Please copy out the entries below exactly, beginning with the line that contains "let first = parts.next().unwrap_or_default();" and ending with the line that contains "pub fn word_at(line: &str, col: usize)", and include nothing outside that span.

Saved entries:

___

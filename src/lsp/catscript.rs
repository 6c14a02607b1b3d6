//! Language service for catscript documents.
//!
//! Every request follows the same path: find the runner id in the document,
//! fetch that runner from the shared schema store, locate the token at the
//! cursor, resolve it to a command and render its descriptor.

use std::sync::Arc;

use async_trait::async_trait;
use lsp_types::{
    CompletionItem, CompletionItemKind, Documentation, MarkupContent, MarkupKind, Position, Range,
};
use tracing::debug;

use super::descriptor::{describe, CommandDescriptor};
use super::directive;
use super::token::{byte_offset, completion_suppressed, dot_scope, hover_token};
use super::{line_at, CompletionTrigger, HoverInfo, LanguageService};
use crate::config::CatscriptConfig;
use crate::schema::source::DocumentId;
use crate::schema::store::SchemaStore;
use crate::schema::{Runner, BASE_SCOPE};

/// Language service for catscript source files.
pub struct CatscriptService {
    store: Arc<SchemaStore>,
    config: CatscriptConfig,
}

impl CatscriptService {
    pub fn new(store: Arc<SchemaStore>, config: CatscriptConfig) -> Self {
        Self { store, config }
    }

    pub fn store(&self) -> &SchemaStore {
        &self.store
    }

    /// Runner id a document is written against.
    pub fn runner_id<'a>(&'a self, content: &'a str) -> &'a str {
        directive::runner_id(content, &self.config.default_runner)
    }

    /// Loaded runner for a document, if its schema exists.
    pub async fn runner_for(&self, content: &str) -> Option<Arc<Runner>> {
        let runner_id = self.runner_id(content);
        let runner = self.store.resolve(runner_id).await;
        if runner.is_none() {
            debug!("No schema for runner {runner_id}");
        }
        runner
    }

    /// Notify the service that a document changed. Schema documents are
    /// re-parsed; anything else is ignored.
    pub async fn on_document_changed(&self, document: &DocumentId) {
        self.store.invalidate(document).await;
    }

    fn markdown(&self, descriptor: &CommandDescriptor) -> Documentation {
        Documentation::MarkupContent(MarkupContent {
            kind: MarkupKind::Markdown,
            value: descriptor.to_markdown(&self.config.language_id),
        })
    }

    /// Completion items for the commands of one scope.
    ///
    /// `full` is the general (non-dot) listing: `BASE` commands are labelled
    /// by bare name, others as `Scope.command`. Dot-triggered items keep the
    /// qualified label but insert only the command name.
    fn command_items(&self, runner: &Runner, scope_name: &str, full: bool) -> Vec<CompletionItem> {
        runner
            .commands_in(scope_name)
            .map(|command| {
                let descriptor = CommandDescriptor::new(command, &command.scope);
                let label = if full && scope_name == BASE_SCOPE {
                    command.command.clone()
                } else {
                    format!("{}.{}", command.scope, command.command)
                };
                let (insert_text, sort_text) = if full {
                    (None, None)
                } else {
                    (Some(command.command.clone()), Some(command.command.clone()))
                };
                CompletionItem {
                    label,
                    kind: Some(CompletionItemKind::FUNCTION),
                    detail: Some(descriptor.title.clone()),
                    documentation: Some(self.markdown(&descriptor)),
                    insert_text,
                    sort_text,
                    ..Default::default()
                }
            })
            .collect()
    }
}

#[async_trait]
impl LanguageService for CatscriptService {
    async fn completions(
        &self,
        content: &str,
        pos: Position,
        trigger: CompletionTrigger,
    ) -> Vec<CompletionItem> {
        let Some(line) = line_at(content, pos.line) else {
            return Vec::new();
        };
        let cursor = byte_offset(line, pos.character);
        if completion_suppressed(line, cursor) {
            return Vec::new();
        }

        let Some(runner) = self.runner_for(content).await else {
            return Vec::new();
        };

        if trigger.is_dot() {
            return match dot_scope(line, cursor) {
                Some(scope_name) => self.command_items(&runner, scope_name, false),
                None => Vec::new(),
            };
        }

        let mut items = Vec::new();
        let mut commands = Vec::new();
        for scope_name in runner.scopes.keys() {
            items.push(CompletionItem {
                label: scope_name.clone(),
                kind: Some(CompletionItemKind::MODULE),
                ..Default::default()
            });
            commands.extend(self.command_items(&runner, scope_name, true));
        }
        items.extend(commands);
        items
    }

    async fn hover(&self, content: &str, pos: Position) -> Option<HoverInfo> {
        let line = line_at(content, pos.line)?;
        let token = hover_token(line, byte_offset(line, pos.character))?;

        let runner = self.runner_for(content).await?;
        let descriptor = describe(&runner, token.scope, token.command)?;

        // The token is ASCII, so byte and character offsets agree.
        Some(HoverInfo {
            content: descriptor.to_markdown(&self.config.language_id),
            range: Some(Range::new(
                Position::new(pos.line, token.span.start as u32),
                Position::new(pos.line, token.span.end as u32),
            )),
        })
    }
}
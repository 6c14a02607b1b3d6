//! Token locator — finds the command a cursor is on.
//!
//! Catscript statements start at column 0 with a command identifier made of
//! uppercase letters, digits, `_` and `.`, optionally followed by `!`:
//!
//! ```text
//! @label: UTIL.LOG! "hello"
//! WAIT 10
//! ```
//!
//! An identifier with a dot is `<scope>.<command>`; without one the command
//! lives in `BASE`. The scanners here are small hand-written state machines
//! over bytes. All offsets are byte offsets into the line; use `byte_offset`
//! to convert an LSP character position first.

use std::ops::Range;

use crate::schema::BASE_SCOPE;

/// A command identifier located in a line.
#[derive(Debug, Clone, PartialEq, Eq)]
pub struct CommandToken<'a> {
    pub scope: &'a str,
    pub command: &'a str,
    /// Byte span of the whole match, label prefix included.
    pub span: Range<usize>,
}

fn is_ident(b: u8) -> bool {
    b.is_ascii_uppercase() || b.is_ascii_digit() || b == b'_' || b == b'.'
}

fn is_label(b: u8) -> bool {
    b.is_ascii_alphanumeric() || b == b'_' || b == b'-'
}

fn is_word(b: u8) -> bool {
    b.is_ascii_alphanumeric() || b == b'_'
}

/// Convert an LSP character offset (UTF-16 code units) into a byte offset,
/// clamped to the line length.
pub fn byte_offset(line: &str, character: u32) -> usize {
    let mut units = 0u32;
    for (idx, ch) in line.char_indices() {
        if units >= character {
            return idx;
        }
        units += ch.len_utf16() as u32;
    }
    line.len()
}

/// Command token under the cursor for hover.
///
/// Matches `[@label: ]IDENT[!]` anchored at column 0. Returns `None` when the
/// line does not start with a command or `offset` lies past the match.
pub fn hover_token(line: &str, offset: usize) -> Option<CommandToken<'_>> {
    let bytes = line.as_bytes();
    let mut pos = 0;

    // Label: '@' label-chars ':' whitespace
    if bytes.first() == Some(&b'@') {
        let mut i = 1;
        while i < bytes.len() && is_label(bytes[i]) {
            i += 1;
        }
        if i == 1 || bytes.get(i) != Some(&b':') {
            return None;
        }
        i += 1;
        let ws_start = i;
        while i < bytes.len() && bytes[i].is_ascii_whitespace() {
            i += 1;
        }
        if i == ws_start {
            return None;
        }
        pos = i;
    }

    let ident_start = pos;
    while pos < bytes.len() && is_ident(bytes[pos]) {
        pos += 1;
    }
    if pos == ident_start {
        return None;
    }
    let ident = &line[ident_start..pos];

    if bytes.get(pos) == Some(&b'!') {
        pos += 1;
    }
    if offset >= pos {
        return None;
    }

    let mut parts = ident.split('.');
    let first = parts.next().unwrap_or_default();
    let (scope, command) = match parts.next() {
        Some(second) => (first, second),
        None => (BASE_SCOPE, first),
    };

    Some(CommandToken {
        scope,
        command,
        span: 0..pos,
    })
}

/// Whether the cursor already sits past a command, in argument position.
///
/// Looks at the line up to one byte before the cursor for an identifier run
/// that starts the line or follows whitespace and is itself followed by
/// whitespace.
pub fn completion_suppressed(line: &str, cursor: usize) -> bool {
    let end = cursor.saturating_sub(1).min(line.len());
    let bytes = &line.as_bytes()[..end];

    let mut i = 0;
    while i < bytes.len() {
        let at_boundary = i == 0 || bytes[i - 1].is_ascii_whitespace();
        if at_boundary && is_ident(bytes[i]) {
            let mut j = i;
            while j < bytes.len() && is_ident(bytes[j]) {
                j += 1;
            }
            if j < bytes.len() && bytes[j].is_ascii_whitespace() {
                return true;
            }
            i = j;
        } else {
            i += 1;
        }
    }
    false
}

/// Scope name typed before a `.` that triggered completion.
///
/// `cursor` is just after the dot; the scope is the word touching the byte
/// two positions back (the last character before the dot).
pub fn dot_scope(line: &str, cursor: usize) -> Option<&str> {
    let col = cursor.checked_sub(2)?;
    word_at(line, col)
}

/// Word (`[A-Za-z0-9_]+`) containing or ending at `col`.
pub fn word_at(line: &str, col: usize) -> Option<&str> {
    if col > line.len() {
        return None;
    }
    let bytes = line.as_bytes();

    let mut start = col;
    while start > 0 && is_word(bytes[start - 1]) {
        start -= 1;
    }

    let mut end = col;
    while end < bytes.len() && is_word(bytes[end]) {
        end += 1;
    }

    if start == end {
        return None;
    }

    Some(&line[start..end])
}
//! Project configuration — `.catscript/config.yaml` in the workspace root.
//!
//! Every field is optional. A missing file means defaults; a malformed one
//! is logged and also means defaults.

use std::path::{Path, PathBuf};

use serde::{Deserialize, Serialize};

/// Runner used by documents without a `/// runner:` directive.
pub const DEFAULT_RUNNER: &str = "obj_cat_script_runner";

/// Directory (relative to a workspace folder) holding `<runnerId>.json` files.
pub const DEFAULT_SCHEMA_DIR: &str = ".catscript/schemas";

/// Language id used as the code fence tag in descriptors.
pub const DEFAULT_LANGUAGE_ID: &str = "catscript";

const CONFIG_FILE: &str = ".catscript/config.yaml";

#[derive(Debug, Clone, PartialEq, Eq, Serialize, Deserialize)]
#[serde(default)]
pub struct CatscriptConfig {
    pub default_runner: String,
    pub schema_dir: String,
    pub language_id: String,
}

impl Default for CatscriptConfig {
    fn default() -> Self {
        Self {
            default_runner: DEFAULT_RUNNER.into(),
            schema_dir: DEFAULT_SCHEMA_DIR.into(),
            language_id: DEFAULT_LANGUAGE_ID.into(),
        }
    }
}

impl CatscriptConfig {
    /// Path of the config file for a workspace.
    pub fn path(workspace: &Path) -> PathBuf {
        workspace.join(CONFIG_FILE)
    }

    /// Load the workspace config, falling back to defaults.
    pub fn load(workspace: &Path) -> Self {
        let path = Self::path(workspace);
        let content = match std::fs::read_to_string(&path) {
            Ok(content) => content,
            Err(_) => return Self::default(),
        };
        if content.trim().is_empty() {
            return Self::default();
        }
        match serde_yaml::from_str(&content) {
            Ok(config) => config,
            Err(e) => {
                tracing::warn!("Ignoring malformed {}: {e}", path.display());
                Self::default()
            }
        }
    }

    /// Write the config to `.catscript/config.yaml`.
    pub fn save(&self, workspace: &Path) -> Result<(), String> {
        let path = Self::path(workspace);
        if let Some(dir) = path.parent() {
            std::fs::create_dir_all(dir)
                .map_err(|e| format!("Failed to create {}: {e}", dir.display()))?;
        }
        let yaml = serde_yaml::to_string(self).map_err(|e| format!("YAML serialize error: {e}"))?;
        std::fs::write(&path, yaml)
            .map_err(|e| format!("Failed to write {}: {e}", path.display()))?;
        Ok(())
    }
}
//! Command descriptors — the text shown for hovers and completion docs.
//!
//! ````text
//! ```catscript
//! Util.log @msg:string @level:!number
//! ```
//! ```
//! -> bool
//! ```
//! Writes a line to the debug console.
//! ````

use crate::schema::{Command, Runner, BASE_SCOPE};

/// Rendered parts of a command's documentation.
#[derive(Debug, Clone, PartialEq, Eq)]
pub struct CommandDescriptor {
    /// Call signature: qualified name followed by `@name:type` per argument,
    /// with `!` before the type of optional arguments.
    pub title: String,
    /// `-> a, b` when the command returns anything.
    pub returns: Option<String>,
    /// Markdown description, verbatim from the schema.
    pub description: String,
}

impl CommandDescriptor {
    pub fn new(command: &Command, scope_name: &str) -> Self {
        let mut title = if scope_name == BASE_SCOPE {
            command.command.clone()
        } else {
            format!("{scope_name}.{}", command.command)
        };
        for arg in &command.args {
            let bang = if arg.optional { "!" } else { "" };
            title.push_str(&format!(" @{}:{bang}{}", arg.name, arg.ty));
        }

        let returns =
            (!command.output.is_empty()).then(|| format!("-> {}", command.output.join(", ")));

        Self {
            title,
            returns,
            description: command.desc.clone(),
        }
    }

    /// Markdown with the signature fenced as `language_id`, the return line
    /// in a plain fence, then the description.
    pub fn to_markdown(&self, language_id: &str) -> String {
        let mut out = format!("```{language_id}\n{}\n```\n", self.title);
        if let Some(returns) = &self.returns {
            out.push_str(&format!("```\n{returns}\n```\n"));
        }
        out.push_str(&self.description);
        out
    }
}

/// Descriptor for `scope_name.command_name` in `runner`, if it resolves.
pub fn describe(runner: &Runner, scope_name: &str, command_name: &str) -> Option<CommandDescriptor> {
    runner
        .resolve_command(scope_name, command_name)
        .map(|command| CommandDescriptor::new(command, scope_name))
}
#[cfg(test)]
pub(crate) mod tests {
    use super::*;
    use crate::schema::BASE_SCOPE;
    use async_trait::async_trait;
    use std::sync::atomic::{AtomicUsize, Ordering};
    use std::sync::Mutex;

    /// In-memory source: runner id → (document, text). Counts lookups.
    #[derive(Default)]
    pub(crate) struct MemorySource {
        docs: Mutex<HashMap<String, (DocumentId, String)>>,
        pub(crate) locates: AtomicUsize,
    }

    impl MemorySource {
        pub(crate) fn with(docs: &[(&str, String)]) -> Arc<Self> {
            let source = Self::default();
            for (id, text) in docs {
                source.put(id, text);
            }
            Arc::new(source)
        }

        pub(crate) fn put(&self, runner_id: &str, text: &str) {
            self.docs.lock().unwrap().insert(
                runner_id.to_string(),
                (Self::doc(runner_id), text.to_string()),
            );
        }

        pub(crate) fn doc(runner_id: &str) -> DocumentId {
            DocumentId::new(format!("/ws/.catscript/schemas/{runner_id}.json"))
        }
    }

    #[async_trait]
    impl SchemaSource for MemorySource {
        async fn locate(&self, runner_id: &str) -> SchemaResult<Option<DocumentId>> {
            self.locates.fetch_add(1, Ordering::SeqCst);
            Ok(self.docs.lock().unwrap().get(runner_id).map(|(d, _)| d.clone()))
        }

        async fn read(&self, document: &DocumentId) -> SchemaResult<String> {
            self.docs
                .lock()
                .unwrap()
                .values()
                .find(|(d, _)| d == document)
                .map(|(_, text)| text.clone())
                .ok_or_else(|| SchemaError::NotFound(document.to_string()))
        }
    }

    fn base(commands: &[(&str, &str)]) -> String {
        let body: Vec<String> = commands
            .iter()
            .map(|(name, desc)| {
                format!(
                    r#""{}": {{ "command": "{name}", "args": [], "output": [], "desc": "{desc}" }}"#,
                    name.to_uppercase()
                )
            })
            .collect();
        format!(r#"{{ "scopes": {{ "BASE": {{ {} }} }} }}"#, body.join(", "))
    }

    fn extending(parent: &str, commands: &[(&str, &str)]) -> String {
        let own = base(commands);
        format!(r#"{{ "extends": "{parent}", {}"#, &own[1..])
    }

    #[tokio::test]
    async fn resolve_loads_once() {
        let source = MemorySource::with(&[("r", base(&[("go", "")]))]);
        let store = SchemaStore::new(source.clone());

        let a = store.resolve("r").await.unwrap();
        let b = store.resolve("r").await.unwrap();
        assert!(Arc::ptr_eq(&a, &b));
        assert_eq!(source.locates.load(Ordering::SeqCst), 1);
    }

    #[tokio::test]
    async fn missing_schema_is_cached() {
        let source = MemorySource::with(&[]);
        let store = SchemaStore::new(source.clone());

        assert!(store.resolve("nope").await.is_none());
        assert!(store.resolve("nope").await.is_none());
        assert_eq!(source.locates.load(Ordering::SeqCst), 1);

        source.put("nope", &base(&[("go", "")]));
        store.forget_missing().await;
        assert!(store.resolve("nope").await.is_some());
    }

    #[tokio::test]
    async fn malformed_schema_degrades_to_empty_runner() {
        let source = MemorySource::with(&[("bad", "{ not json".to_string())]);
        let store = SchemaStore::new(source);

        let runner = store.resolve("bad").await.unwrap();
        assert!(runner.scopes.is_empty());
        assert_eq!(runner.document, Some(MemorySource::doc("bad")));
    }

    #[tokio::test]
    async fn child_inherits_and_overrides() {
        let source = MemorySource::with(&[
            ("parent", base(&[("x", "parent x"), ("z", "parent z")])),
            ("child", extending("parent", &[("x", "child x"), ("y", "child y")])),
        ]);
        let store = SchemaStore::new(source);

        let child = store.resolve("child").await.unwrap();
        assert_eq!(child.resolve_command(BASE_SCOPE, "x").unwrap().desc, "child x");
        assert_eq!(child.resolve_command(BASE_SCOPE, "y").unwrap().desc, "child y");
        assert_eq!(child.resolve_command(BASE_SCOPE, "z").unwrap().desc, "parent z");

        // The cached parent is untouched by the merge.
        let parent = store.resolve("parent").await.unwrap();
        assert_eq!(parent.resolve_command(BASE_SCOPE, "x").unwrap().desc, "parent x");
        assert!(parent.resolve_command(BASE_SCOPE, "y").is_none());
    }

    #[tokio::test]
    async fn unknown_parent_keeps_own_commands() {
        let source = MemorySource::with(&[("child", extending("ghost", &[("y", "")]))]);
        let store = SchemaStore::new(source);

        let child = store.resolve("child").await.unwrap();
        assert!(child.resolve_command(BASE_SCOPE, "y").is_some());
    }

    #[tokio::test]
    async fn extends_cycle_is_detected() {
        let source = MemorySource::with(&[
            ("a", extending("b", &[("x", "")])),
            ("b", extending("a", &[("y", "")])),
        ]);
        let store = SchemaStore::new(source);

        // Each runner on the loop keeps only what it declares.
        let a = store.resolve("a").await.unwrap();
        assert!(a.resolve_command(BASE_SCOPE, "x").is_some());
        assert!(a.resolve_command(BASE_SCOPE, "y").is_none());
        let b = store.resolve("b").await.unwrap();
        assert!(b.resolve_command(BASE_SCOPE, "y").is_some());
        assert!(b.resolve_command(BASE_SCOPE, "x").is_none());
        assert_eq!(b.extends.as_deref(), Some("a"));
    }

    #[tokio::test]
    async fn self_extension_is_a_cycle() {
        let source = MemorySource::with(&[("a", extending("a", &[("x", "")]))]);
        let store = SchemaStore::new(source);
        let a = store.resolve("a").await.unwrap();
        assert!(a.resolve_command(BASE_SCOPE, "x").is_some());
        assert_eq!(a.extends.as_deref(), Some("a"));
    }

    #[tokio::test]
    async fn invalidate_reparses_in_place() {
        let source = MemorySource::with(&[("r", base(&[("go", "old")]))]);
        let store = SchemaStore::new(source.clone());
        store.resolve("r").await.unwrap();

        source.put("r", &base(&[("go", "new")]));
        store.invalidate(&MemorySource::doc("r")).await;

        let runner = store.resolve("r").await.unwrap();
        assert_eq!(runner.resolve_command(BASE_SCOPE, "go").unwrap().desc, "new");
        assert_eq!(source.locates.load(Ordering::SeqCst), 1);
    }

    #[tokio::test]
    async fn invalidate_without_content_change_is_idempotent() {
        let source = MemorySource::with(&[("r", base(&[("go", "same")]))]);
        let store = SchemaStore::new(source);
        let before = store.resolve("r").await.unwrap();

        store.invalidate(&MemorySource::doc("r")).await;
        let after = store.resolve("r").await.unwrap();
        assert!(!Arc::ptr_eq(&before, &after));
        assert_eq!(*before, *after);
    }

    #[tokio::test]
    async fn invalidate_unknown_document_is_noop() {
        let source = MemorySource::with(&[("r", base(&[("go", "")]))]);
        let store = SchemaStore::new(source);
        let before = store.resolve("r").await.unwrap();

        store.invalidate(&DocumentId::new("/elsewhere.json")).await;
        let after = store.resolve("r").await.unwrap();
        assert!(Arc::ptr_eq(&before, &after));
    }

    #[tokio::test]
    async fn invalidate_heals_malformed_schema() {
        let source = MemorySource::with(&[("r", "{".to_string())]);
        let store = SchemaStore::new(source.clone());
        assert!(store.resolve("r").await.unwrap().scopes.is_empty());

        source.put("r", &base(&[("go", "")]));
        store.invalidate(&MemorySource::doc("r")).await;
        assert!(store.resolve("r").await.unwrap().resolve_command(BASE_SCOPE, "go").is_some());
    }

    #[tokio::test]
    async fn invalidating_parent_remerges_children() {
        let source = MemorySource::with(&[
            ("parent", base(&[("x", "v1")])),
            ("child", extending("parent", &[("y", "")])),
        ]);
        let store = SchemaStore::new(source.clone());
        store.resolve("child").await.unwrap();

        source.put("parent", &base(&[("x", "v2"), ("w", "")]));
        store.invalidate(&MemorySource::doc("parent")).await;

        let child = store.resolve("child").await.unwrap();
        assert_eq!(child.resolve_command(BASE_SCOPE, "x").unwrap().desc, "v2");
        assert!(child.resolve_command(BASE_SCOPE, "w").is_some());
        assert!(child.resolve_command(BASE_SCOPE, "y").is_some());
    }

    #[tokio::test]
    async fn edit_introducing_cycle_degrades_runner() {
        let source = MemorySource::with(&[
            ("a", base(&[("x", "")])),
            ("b", extending("a", &[("y", "")])),
        ]);
        let store = SchemaStore::new(source.clone());
        store.resolve("b").await.unwrap();

        source.put("a", &extending("b", &[("x", "")]));
        store.invalidate(&MemorySource::doc("a")).await;

        let a = store.resolve("a").await.unwrap();
        assert!(a.resolve_command(BASE_SCOPE, "x").is_some());
        assert!(a.resolve_command(BASE_SCOPE, "y").is_none());
        let b = store.resolve("b").await.unwrap();
        assert!(b.resolve_command(BASE_SCOPE, "y").is_some());
        assert!(b.resolve_command(BASE_SCOPE, "x").is_none());
    }

    #[tokio::test]
    async fn edit_breaking_cycle_heals_both_runners() {
        let source = MemorySource::with(&[
            ("a", extending("b", &[("x", "")])),
            ("b", extending("a", &[("y", "")])),
        ]);
        let store = SchemaStore::new(source.clone());
        store.resolve("a").await.unwrap();
        assert!(store.resolve("b").await.unwrap().resolve_command(BASE_SCOPE, "x").is_none());

        source.put("a", &base(&[("x", "")]));
        store.invalidate(&MemorySource::doc("a")).await;

        let a = store.resolve("a").await.unwrap();
        assert!(a.resolve_command(BASE_SCOPE, "y").is_none());
        let b = store.resolve("b").await.unwrap();
        assert!(b.resolve_command(BASE_SCOPE, "x").is_some());
        assert!(b.resolve_command(BASE_SCOPE, "y").is_some());
    }

    #[tokio::test]
    async fn forget_missing_rebuilds_children_of_new_parent() {
        let source = MemorySource::with(&[("child", extending("parent", &[("y", "")]))]);
        let store = SchemaStore::new(source.clone());
        let child = store.resolve("child").await.unwrap();
        assert!(child.resolve_command(BASE_SCOPE, "x").is_none());

        source.put("parent", &base(&[("x", "from parent")]));
        store.forget_missing().await;

        let child = store.resolve("child").await.unwrap();
        assert_eq!(child.resolve_command(BASE_SCOPE, "x").unwrap().desc, "from parent");
        assert!(child.resolve_command(BASE_SCOPE, "y").is_some());
        assert_eq!(store.runner_ids().await, ["child", "parent"]);
    }

    #[tokio::test]
    async fn forget_missing_rebuilds_grandchildren() {
        let source = MemorySource::with(&[
            ("mid", extending("root", &[("m", "")])),
            ("leaf", extending("mid", &[("l", "")])),
        ]);
        let store = SchemaStore::new(source.clone());
        store.resolve("leaf").await.unwrap();

        source.put("root", &base(&[("r", "")]));
        store.forget_missing().await;

        let leaf = store.resolve("leaf").await.unwrap();
        for name in ["r", "m", "l"] {
            assert!(leaf.resolve_command(BASE_SCOPE, name).is_some(), "{name}");
        }
    }

    #[tokio::test]
    async fn concurrent_resolves_agree() {
        let source = MemorySource::with(&[
            ("parent", base(&[("x", "")])),
            ("r", extending("parent", &[("go", "")])),
        ]);
        let store = SchemaStore::new(source);

        let (a, b) = tokio::join!(store.resolve("r"), store.resolve("r"));
        let (a, b) = (a.unwrap(), b.unwrap());
        assert_eq!(*a, *b);
        assert!(a.resolve_command(BASE_SCOPE, "x").is_some());
        assert_eq!(store.runner_ids().await, ["parent", "r"]);

        let cached = store.resolve("r").await.unwrap();
        assert_eq!(*cached, *a);
    }

    #[tokio::test]
    async fn reset_all_forces_reload() {
        let source = MemorySource::with(&[("r", base(&[("go", "")]))]);
        let store = SchemaStore::new(source.clone());
        store.resolve("r").await.unwrap();
        assert_eq!(store.runner_ids().await, vec!["r".to_string()]);

        store.reset_all().await;
        assert!(store.runner_ids().await.is_empty());
        store.resolve("r").await.unwrap();
        assert_eq!(source.locates.load(Ordering::SeqCst), 2);
    }
}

___

→ **RESPONSE TO THE TASK**
    let first = parts.next().unwrap_or_default();
    let (scope, command) = match parts.next() {
        Some(second) => (first, second),
        None => (BASE_SCOPE, first),
    };

    Some(CommandToken {
        scope,
        command,
        span: 0..pos,
    })
}

/// Whether the cursor already sits past a command, in argument position.
///
/// Looks at the line up to one byte before the cursor for an identifier run
/// that starts the line or follows whitespace and is itself followed by
/// whitespace.
pub fn completion_suppressed(line: &str, cursor: usize) -> bool {
    let end = cursor.saturating_sub(1).min(line.len());
    let bytes = &line.as_bytes()[..end];

    let mut i = 0;
    while i < bytes.len() {
        let at_boundary = i == 0 || bytes[i - 1].is_ascii_whitespace();
        if at_boundary && is_ident(bytes[i]) {
            let mut j = i;
            while j < bytes.len() && is_ident(bytes[j]) {
                j += 1;
            }
            if j < bytes.len() && bytes[j].is_ascii_whitespace() {
                return true;
            }
            i = j;
        } else {
            i += 1;
        }
    }
    false
}

/// Scope name typed before a `.` that triggered completion.
///
/// `cursor` is just after the dot; the scope is the word touching the byte
/// two positions back (the last character before the dot).
pub fn dot_scope(line: &str, cursor: usize) -> Option<&str> {
    let col = cursor.checked_sub(2)?;
    word_at(line, col)
}

/// Word (`[A-Za-z0-9_]+`) containing or ending at `col`.
pub fn word_at(line: &str, col: usize) -> Option<&str> {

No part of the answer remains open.